January 1 was nice, though. We piled into cars and drove a zillion miles out into the middle of nowhere, Iowa (Wellsburg, to be exact). 40 or so people converged upon Burk's Supper Club for an evening of dining and laughing at each other. The steak was great -- marinated in Jim Beam, cooked nice 'n rare, and I only spilled a little bit of sour cream when I was fixing up my baked potato. Lots of blurry photos were taken, and it was very rad. If you ever find yourself in Wellsburg, no matter how obscure the reason, you owe it to yourself to go to Burk's. And I'm not just saying that because Jami, the proprietor, smooched me. She was only relaying a message, that's all. (Thanks, Heather!)


Nate is rad. Very rad. Nate gave me Kinder Surprise candy when I was in Minneapolis. It's stuff you'll probably never get to see in America because it's so cool. It's a large hollow chocolate egg. Actually, it's chocolate with a milky inner lining. It tastes very good. And inside each one is a toy! Yeah, a toy. The ones I got were packaged in a large orange plastic casing. Something you don't think anybody, no matter how young and stupid, would try to eat since it is the size of a horse pill. There are also warnings in about a zillion languages, on both the box and inside the plastic casing, telling you NOT TO EAT ANYTHING BUT THE TASTY CHOCOLATE SHELL. Once inside, though, you open up the toy and there's something intricate you get to build. I got an odd "ferris wheelie" that consists of two equally-weighted gnome/hippo things that revolve around each other, ferris wheel-like. It's very cool, but you have to make sure not to flip the ferris wheel too fast or one will fall off. When inert, the Ferris Wheelie creatures are perfectly balanced. Then you come along to disrupt that balance. Like I said, very cool.

I also got two "Gardening Googles". They're plastic flowers with little glow-in-the-dark guys who supposedly take care of them. One has a tiny watering can and the other has a magnifying glass. I wonder if the flowers he finds are cached so you can check 'em out even when they're down or not responding.
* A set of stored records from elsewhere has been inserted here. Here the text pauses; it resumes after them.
#![allow(dead_code)]

use push_transfer::domain::ports::Storage;
use push_transfer::{Result, UploadReceipt, UploadTarget};
use std::fs;
use std::path::{Path, PathBuf};
use std::process::Command;
use std::sync::{Arc, Mutex};

pub const PICTURES: &str = "SampleTransfers/Images/pictures";

pub fn git_available() -> bool {
    Command::new("git")
        .arg("--version")
        .output()
        .map(|o| o.status.success())
        .unwrap_or(false)
}

fn git(repo: &Path, args: &[&str]) {
    let status = Command::new("git")
        .arg("-C")
        .arg(repo)
        .args([
            "-c",
            "user.name=Fixture",
            "-c",
            "user.email=fixture@example.com",
            "-c",
            "commit.gpgsign=false",
        ])
        .args(args)
        .status()
        .expect("spawn git");
    assert!(status.success(), "git {:?} failed", args);
}

fn write(repo: &Path, rel: &str, content: &[u8]) {
    let path = repo.join(rel);
    fs::create_dir_all(path.parent().unwrap()).unwrap();
    fs::write(path, content).unwrap();
}

/// Builds a two-commit repository on `master` under `root/origin` and
/// returns its `file://` URL.
pub fn fixture_repo(root: &Path) -> String {
    let repo = root.join("origin");
    fs::create_dir_all(&repo).unwrap();
    git(&repo, &["init", "--quiet"]);
    git(&repo, &["symbolic-ref", "HEAD", "refs/heads/master"]);
    git(&repo, &["config", "uploadpack.allowFilter", "true"]);
    git(&repo, &["config", "uploadpack.allowAnySHA1InWant", "true"]);

    write(&repo, "README.md", b"# sample data\n");
    write(&repo, &format!("{}/a.jpg", PICTURES), b"first version");
    git(&repo, &["add", "-A"]);
    git(&repo, &["commit", "--quiet", "-m", "initial"]);

    write(&repo, &format!("{}/a.jpg", PICTURES), b"second version");
    write(&repo, &format!("{}/nested/b.png", PICTURES), b"\x89PNG fixture");
    write(&repo, "SampleTransfers/Docs/readme.txt", b"not requested");
    write(&repo, "other/c.txt", b"unrelated");
    git(&repo, &["add", "-A"]);
    git(&repo, &["commit", "--quiet", "-m", "more samples"]);

    format!("file://{}", repo.display())
}

/// Storage double that keeps the last uploaded object in memory.
#[derive(Clone, Default)]
pub struct RecordingStorage {
    pub uploads: Arc<Mutex<Vec<(UploadTarget, Vec<u8>)>>>,
}

impl RecordingStorage {
    pub fn last(&self) -> Option<(UploadTarget, Vec<u8>)> {
        self.uploads.lock().unwrap().last().cloned()
    }
}

impl Storage for RecordingStorage {
    async fn put_file(&self, target: &UploadTarget, path: &Path) -> Result<UploadReceipt> {
        let data = fs::read(path)?;
        let bytes = data.len() as u64;
        self.uploads.lock().unwrap().push((target.clone(), data));
        Ok(UploadReceipt {
            bucket: target.bucket.clone(),
            key: target.key.clone(),
            bytes,
            e_tag: None,
        })
    }
}

pub fn zip_entry_names(data: &[u8]) -> Vec<String> {
    let mut archive = zip::ZipArchive::new(std::io::Cursor::new(data)).unwrap();
    let mut names: Vec<String> = (0..archive.len())
        .map(|i| archive.by_index(i).unwrap().name().to_string())
        .collect();
    names.sort();
    names
}

pub fn is_empty_dir(path: &Path) -> bool {
    fs::read_dir(path).unwrap().next().is_none()
}

pub fn top_level_entries(path: &Path) -> Vec<PathBuf> {
    let mut entries: Vec<PathBuf> = fs::read_dir(path)
        .unwrap()
        .map(|e| e.unwrap().path())
        .filter(|p| p.file_name().unwrap() != ".git")
        .collect();
    entries.sort();
    entries
}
Anyhow, you'll never see Kinder Surprise in America not only because it's so cool, but because folks are seriously afraid Big Dumb Stupid American Kids are gonna choke to death left and right on the toys. This is sad. Kids like to put stuff in their mouth, regardless of nationality, but somehow the Americans are just defenseless against this scourge. We'd just sit there and let our kids choke to death and then sue the candy company. Is that what we'd do? Is that it? Huh? Huh? I weep for each and every one of you.


Here's a list:

72
green
Walt Disney Presents
scrimshaw
O Fortuna
"I bent my Wookiee"
moloko, droogs, viddy
YYYY-MM-DD
kettle-baked potato chips
compass rose
Connect: Waiting for reply...
epicure
cyclonic cleaning action
Route 487
ddyte says, "moose bear parrot AWWWWK"
40 Years of Innovative Service

If you figure out what this is a list of, you're smarter than I. Also, you scare me.


Take care, and don't eat anything you shouldn't.